Provided records:
--
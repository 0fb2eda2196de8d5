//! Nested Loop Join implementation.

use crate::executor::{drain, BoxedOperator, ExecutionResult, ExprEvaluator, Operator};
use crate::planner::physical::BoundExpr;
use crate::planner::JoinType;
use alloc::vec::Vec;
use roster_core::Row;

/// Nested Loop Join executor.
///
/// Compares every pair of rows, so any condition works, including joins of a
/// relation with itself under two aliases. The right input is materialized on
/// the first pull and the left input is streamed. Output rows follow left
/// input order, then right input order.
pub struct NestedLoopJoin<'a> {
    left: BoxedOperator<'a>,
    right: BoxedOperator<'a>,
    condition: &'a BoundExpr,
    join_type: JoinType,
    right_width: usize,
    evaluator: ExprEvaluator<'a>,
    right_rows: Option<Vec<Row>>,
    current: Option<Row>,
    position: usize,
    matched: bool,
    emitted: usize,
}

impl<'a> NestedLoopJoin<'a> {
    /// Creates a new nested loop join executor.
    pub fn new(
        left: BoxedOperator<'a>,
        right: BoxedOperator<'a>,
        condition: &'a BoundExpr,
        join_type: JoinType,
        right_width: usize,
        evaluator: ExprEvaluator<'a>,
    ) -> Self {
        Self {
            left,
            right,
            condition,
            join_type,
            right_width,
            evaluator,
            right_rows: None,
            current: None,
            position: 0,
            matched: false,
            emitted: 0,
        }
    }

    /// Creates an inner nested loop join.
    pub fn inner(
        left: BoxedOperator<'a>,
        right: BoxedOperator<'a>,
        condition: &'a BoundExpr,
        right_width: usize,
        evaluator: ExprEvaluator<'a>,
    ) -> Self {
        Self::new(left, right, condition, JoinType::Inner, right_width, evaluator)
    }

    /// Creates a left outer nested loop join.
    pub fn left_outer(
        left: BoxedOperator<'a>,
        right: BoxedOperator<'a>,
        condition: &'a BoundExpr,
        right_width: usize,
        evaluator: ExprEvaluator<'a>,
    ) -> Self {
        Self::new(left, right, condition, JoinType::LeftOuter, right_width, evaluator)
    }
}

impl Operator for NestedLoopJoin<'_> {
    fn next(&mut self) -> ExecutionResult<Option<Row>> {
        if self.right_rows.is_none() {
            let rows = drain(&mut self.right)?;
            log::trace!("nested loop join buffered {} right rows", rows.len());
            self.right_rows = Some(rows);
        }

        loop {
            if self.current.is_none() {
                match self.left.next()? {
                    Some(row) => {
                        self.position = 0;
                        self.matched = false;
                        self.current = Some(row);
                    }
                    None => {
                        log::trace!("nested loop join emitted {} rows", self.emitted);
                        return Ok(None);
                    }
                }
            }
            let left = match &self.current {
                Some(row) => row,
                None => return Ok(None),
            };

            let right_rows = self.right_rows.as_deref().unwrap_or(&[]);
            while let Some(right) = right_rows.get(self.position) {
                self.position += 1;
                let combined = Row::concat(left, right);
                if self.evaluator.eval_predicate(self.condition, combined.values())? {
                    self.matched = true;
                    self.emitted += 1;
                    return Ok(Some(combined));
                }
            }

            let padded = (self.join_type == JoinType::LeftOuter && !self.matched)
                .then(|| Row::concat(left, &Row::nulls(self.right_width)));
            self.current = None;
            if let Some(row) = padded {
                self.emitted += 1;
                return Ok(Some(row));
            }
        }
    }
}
--
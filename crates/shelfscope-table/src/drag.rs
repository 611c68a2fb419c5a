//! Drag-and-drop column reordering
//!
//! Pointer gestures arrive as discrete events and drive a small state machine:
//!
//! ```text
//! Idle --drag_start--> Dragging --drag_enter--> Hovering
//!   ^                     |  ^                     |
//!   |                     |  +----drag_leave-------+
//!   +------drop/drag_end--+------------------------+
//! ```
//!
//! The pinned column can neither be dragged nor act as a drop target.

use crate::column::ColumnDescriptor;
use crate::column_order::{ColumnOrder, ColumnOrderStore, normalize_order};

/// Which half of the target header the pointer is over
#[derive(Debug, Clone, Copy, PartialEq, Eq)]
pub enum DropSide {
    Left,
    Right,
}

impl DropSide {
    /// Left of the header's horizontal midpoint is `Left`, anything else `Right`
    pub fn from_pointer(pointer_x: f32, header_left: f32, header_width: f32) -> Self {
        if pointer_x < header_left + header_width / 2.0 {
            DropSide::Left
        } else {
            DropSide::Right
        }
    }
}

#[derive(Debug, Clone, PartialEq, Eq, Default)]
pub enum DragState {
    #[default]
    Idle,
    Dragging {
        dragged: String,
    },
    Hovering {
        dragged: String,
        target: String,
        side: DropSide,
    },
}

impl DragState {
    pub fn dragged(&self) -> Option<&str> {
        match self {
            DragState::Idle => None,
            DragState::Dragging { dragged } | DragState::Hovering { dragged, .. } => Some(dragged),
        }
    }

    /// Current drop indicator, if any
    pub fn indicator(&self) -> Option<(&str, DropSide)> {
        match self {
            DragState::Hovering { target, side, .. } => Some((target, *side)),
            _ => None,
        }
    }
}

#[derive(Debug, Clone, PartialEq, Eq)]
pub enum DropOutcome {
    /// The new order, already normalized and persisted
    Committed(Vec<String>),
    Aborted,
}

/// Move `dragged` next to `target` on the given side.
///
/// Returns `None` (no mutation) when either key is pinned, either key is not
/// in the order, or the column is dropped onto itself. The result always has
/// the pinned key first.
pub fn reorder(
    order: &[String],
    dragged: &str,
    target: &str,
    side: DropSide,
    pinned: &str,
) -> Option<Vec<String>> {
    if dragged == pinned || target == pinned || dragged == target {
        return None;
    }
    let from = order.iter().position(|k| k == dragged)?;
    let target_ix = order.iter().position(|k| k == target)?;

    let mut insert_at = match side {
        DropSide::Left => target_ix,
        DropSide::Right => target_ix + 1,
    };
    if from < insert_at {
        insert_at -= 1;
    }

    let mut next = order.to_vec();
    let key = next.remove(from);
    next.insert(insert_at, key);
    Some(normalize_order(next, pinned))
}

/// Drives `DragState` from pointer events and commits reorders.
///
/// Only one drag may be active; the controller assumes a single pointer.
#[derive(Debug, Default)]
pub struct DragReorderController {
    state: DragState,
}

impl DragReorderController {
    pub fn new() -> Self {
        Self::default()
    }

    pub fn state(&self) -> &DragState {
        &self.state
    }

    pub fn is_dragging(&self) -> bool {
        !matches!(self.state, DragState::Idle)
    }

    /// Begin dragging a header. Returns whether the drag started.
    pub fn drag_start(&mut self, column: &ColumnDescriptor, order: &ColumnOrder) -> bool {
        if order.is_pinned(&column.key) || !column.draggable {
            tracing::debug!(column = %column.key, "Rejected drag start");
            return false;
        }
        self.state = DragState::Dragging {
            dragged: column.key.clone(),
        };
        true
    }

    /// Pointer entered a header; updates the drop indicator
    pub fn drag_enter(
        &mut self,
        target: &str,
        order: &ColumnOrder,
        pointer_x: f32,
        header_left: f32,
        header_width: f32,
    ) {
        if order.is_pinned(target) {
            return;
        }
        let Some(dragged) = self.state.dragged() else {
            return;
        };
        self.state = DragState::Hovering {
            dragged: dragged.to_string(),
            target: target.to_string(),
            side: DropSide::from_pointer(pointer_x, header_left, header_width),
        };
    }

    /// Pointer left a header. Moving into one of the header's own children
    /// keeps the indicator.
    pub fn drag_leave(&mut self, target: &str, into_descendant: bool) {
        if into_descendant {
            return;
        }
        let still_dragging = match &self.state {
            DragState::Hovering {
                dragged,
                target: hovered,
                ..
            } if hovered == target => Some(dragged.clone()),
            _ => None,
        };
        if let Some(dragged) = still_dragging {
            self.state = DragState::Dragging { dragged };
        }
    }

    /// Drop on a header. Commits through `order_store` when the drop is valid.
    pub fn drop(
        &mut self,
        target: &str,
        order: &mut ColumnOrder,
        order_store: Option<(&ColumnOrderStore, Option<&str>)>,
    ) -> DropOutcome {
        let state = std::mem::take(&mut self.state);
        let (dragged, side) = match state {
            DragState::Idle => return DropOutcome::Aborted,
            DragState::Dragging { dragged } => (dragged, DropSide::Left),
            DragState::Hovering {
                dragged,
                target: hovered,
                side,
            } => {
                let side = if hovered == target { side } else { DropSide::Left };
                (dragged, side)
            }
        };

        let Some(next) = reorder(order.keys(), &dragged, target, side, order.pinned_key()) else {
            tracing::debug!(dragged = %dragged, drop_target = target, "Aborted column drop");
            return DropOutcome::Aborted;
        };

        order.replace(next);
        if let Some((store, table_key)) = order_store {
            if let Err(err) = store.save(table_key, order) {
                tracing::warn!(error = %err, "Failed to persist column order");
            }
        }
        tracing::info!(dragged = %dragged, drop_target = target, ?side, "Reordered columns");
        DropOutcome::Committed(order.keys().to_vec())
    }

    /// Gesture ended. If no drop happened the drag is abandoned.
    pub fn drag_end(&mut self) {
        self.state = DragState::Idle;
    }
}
--
Your assignment: In the listing above, find the line with "repository 0fb2eda2196de8d5" and the line with "rows follow left", then print exactly those lines and every line between them.

Finished task:
repository 0fb2eda2196de8d5
//! Nested Loop Join implementation.

use crate::executor::{drain, BoxedOperator, ExecutionResult, ExprEvaluator, Operator};
use crate::planner::physical::BoundExpr;
use crate::planner::JoinType;
use alloc::vec::Vec;
use roster_core::Row;

/// Nested Loop Join executor.
///
/// Compares every pair of rows, so any condition works, including joins of a
/// relation with itself under two aliases. The right input is materialized on
/// the first pull and the left input is streamed. Output rows follow left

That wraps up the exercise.